Hippocratic oath or Hypocritic oath

I remember around 10 years back, a friend who is a doctor, went to an impoverished locality in Karachi with a team to vaccinate children against some disease(s). Their team was harassed by some ignorant and mostly illiterate people who felt that such vaccination campaigns are part of a “western conspiracy” to harm them. “Why are you sticking needles in our children?” and so forth. This reaction was (is) quite common in Pakistan. However, over the years, some progress had been made in raising peoples awareness about diseases and prevention. These are our local problems. But these problems are exacerbated and whatever little progress that has been made on the local front recedes very quickly, when the imperial machine dives into the thick of things with its cold brutal logic. Here’s one story:

The US was trying to catch Osama bin Laden. In order to find bin Laden, the CIA launched a fraudulent vaccination campaign in a poor neighborhood in Abbottabad to collect DNA.  However, they left it uncompleted, and moved to a richer area where Osama was thought to be. This lapse in medical protocol violated, among other things, the Hippocratic oath. It also put at risk genuine health workers associated with a polio vaccination program in Pakistan (who were then also suspected to be spies), and many were abducted and killed. This forced the UN to withdraw its anti-polio team.

Quoting from a recent article that appeared in the Scientific American: “The distrust sowed by the sham campaign in Pakistan could conceivably postpone polio eradication for 20 years, leading to 100,000 more cases that might otherwise not have occurred, says Leslie F. Roberts of Columbia University’s Mailman School of Public Health. “Forevermore, people would say this disease, this crippled child is because the U.S. was so crazy to get Osama bin Laden,” he argues.
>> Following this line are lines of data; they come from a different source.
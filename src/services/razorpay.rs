//! Razorpay gateway client.
//!
//! Creates payment orders through the Orders API and verifies the
//! HMAC-SHA256 proofs Razorpay attaches to checkout callbacks and
//! webhook deliveries. Verification is a security boundary: the
//! reconciler trusts nothing a client forwards until the signature
//! checks out against the shared secret.

use anyhow::{anyhow, Result};
use hmac::{Hmac, Mac};
use reqwest::Client;
use secrecy::ExposeSecret;
use serde::{Deserialize, Serialize};
use sha2::Sha256;

use crate::config::RazorpayConfig;
use crate::error::BookingError;

type HmacSha256 = Hmac<Sha256>;

#[derive(Clone)]
pub struct RazorpayClient {
    client: Client,
    config: RazorpayConfig,
}

/// Body of an Orders API create call. Amount is in minor units (paise).
#[derive(Debug, Serialize)]
struct CreateOrderBody {
    amount: u64,
    currency: String,
    receipt: Option<String>,
}

/// The subset of Razorpay's order entity the service consumes.
#[derive(Debug, Deserialize)]
pub struct GatewayOrder {
    pub id: String,
    pub amount: u64,
    pub currency: String,
    pub status: String,
    pub receipt: Option<String>,
}

#[derive(Debug, Deserialize)]
struct GatewayErrorBody {
    error: GatewayErrorDetail,
}

#[derive(Debug, Deserialize)]
struct GatewayErrorDetail {
    code: String,
    description: String,
}

/// Fields a successful checkout hands back to the client, which the
/// client forwards to us for verification.
#[derive(Debug, Clone)]
pub struct CheckoutCallback {
    pub razorpay_order_id: String,
    pub razorpay_payment_id: String,
    pub razorpay_signature: String,
}

/// A webhook delivery, already decoded. The raw body must have passed
/// `verify_webhook_signature` before this is acted on.
#[derive(Debug, Deserialize)]
pub struct WebhookEvent {
    pub event: String,
    pub payload: WebhookPayload,
}

#[derive(Debug, Deserialize)]
pub struct WebhookPayload {
    pub payment: Option<WebhookPaymentEntity>,
}

#[derive(Debug, Deserialize)]
pub struct WebhookPaymentEntity {
    pub entity: WebhookPayment,
}

#[derive(Debug, Deserialize)]
pub struct WebhookPayment {
    pub id: String,
    pub order_id: Option<String>,
    pub amount: u64,
    pub status: String,
    pub error_description: Option<String>,
}

impl RazorpayClient {
    pub fn new(config: RazorpayConfig) -> Self {
        Self {
            client: Client::new(),
            config,
        }
    }

    pub fn key_id(&self) -> &str {
        &self.config.key_id
    }

    pub fn is_configured(&self) -> bool {
        !self.config.key_id.is_empty() && !self.config.key_secret.expose_secret().is_empty()
    }

    /// Create an order in the gateway for `amount` minor units. The
    /// returned order id is what the frontend checkout is initialized
    /// with and what callbacks reference.
    pub async fn create_order(
        &self,
        amount: u64,
        currency: &str,
        receipt: Option<String>,
    ) -> Result<GatewayOrder> {
        if !self.is_configured() {
            return Err(anyhow!("Razorpay credentials not configured"));
        }

        let url = format!("{}/orders", self.config.api_base_url);
        let body = CreateOrderBody {
            amount,
            currency: currency.to_string(),
            receipt,
        };

        let response = self
            .client
            .post(&url)
            .basic_auth(
                &self.config.key_id,
                Some(self.config.key_secret.expose_secret()),
            )
            .json(&body)
            .send()
            .await?;

        let status = response.status();
        let text = response.text().await?;

        if status.is_success() {
            let order: GatewayOrder = serde_json::from_str(&text)?;
            tracing::info!(
                order_id = %order.id,
                amount = order.amount,
                currency = %order.currency,
                "Razorpay order created"
            );
            Ok(order)
        } else {
            let detail = serde_json::from_str::<GatewayErrorBody>(&text)
                .map(|e| format!("{} - {}", e.error.code, e.error.description))
                .unwrap_or(text);
            tracing::error!(status = %status, detail = %detail, "Razorpay order creation failed");
            Err(anyhow!("Razorpay error: {}", detail))
        }
    }

    /// Verify a checkout callback. Razorpay signs
    /// `order_id + "|" + payment_id` with the key secret; any mismatch
    /// fails closed.
    pub fn verify_checkout_signature(&self, callback: &CheckoutCallback) -> Result<(), BookingError> {
        let payload = format!(
            "{}|{}",
            callback.razorpay_order_id, callback.razorpay_payment_id
        );
        let expected = self.sign(&payload, self.config.key_secret.expose_secret());

        if expected == callback.razorpay_signature {
            Ok(())
        } else {
            tracing::warn!(
                order_id = %callback.razorpay_order_id,
                payment_id = %callback.razorpay_payment_id,
                "checkout signature verification failed"
            );
            Err(BookingError::SignatureInvalid)
        }
    }

    /// Verify a webhook delivery. Razorpay signs the raw request body
    /// with the webhook secret.
    pub fn verify_webhook_signature(&self, body: &str, signature: &str) -> Result<(), BookingError> {
        let expected = self.sign(body, self.config.webhook_secret.expose_secret());
        if expected == signature {
            Ok(())
        } else {
            tracing::warn!("webhook signature verification failed");
            Err(BookingError::SignatureInvalid)
        }
    }

    pub fn parse_webhook_event(&self, body: &str) -> Result<WebhookEvent> {
        Ok(serde_json::from_str(body)?)
    }

    fn sign(&self, payload: &str, secret: &str) -> String {
        let mut mac = HmacSha256::new_from_slice(secret.as_bytes())
            .expect("HMAC accepts keys of any length");
        mac.update(payload.as_bytes());
        hex::encode(mac.finalize().into_bytes())
    }
}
The vaccination ruse also poses a moral problem. Physicians take a Hippocratic oath to do no harm. Humanitarian workers adhere to an international code of conduct that requires that their services be provided independently of national agendas, on the basis of need alone. The misguided vaccine program in Pakistan was started in a poor neighborhood of Abbottabad, no doubt to give it an air of legitimacy. Yet after the first in a standard series of three hepatitis B shots was given, the effort was abandoned so that the team could move to bin Laden’s wealthier community. This lapse in protocol proves that the best interests of the recipients were not the guiding principle of the effort—while not coincidently betraying the program for the sham it was.”

Of course, the Hippocratic oath might have been violated but the Hypocritic (sic) oath was upheld and that’s what really matters: All imperial states shall preach peace and democracy, while unleashing violence and destruction. 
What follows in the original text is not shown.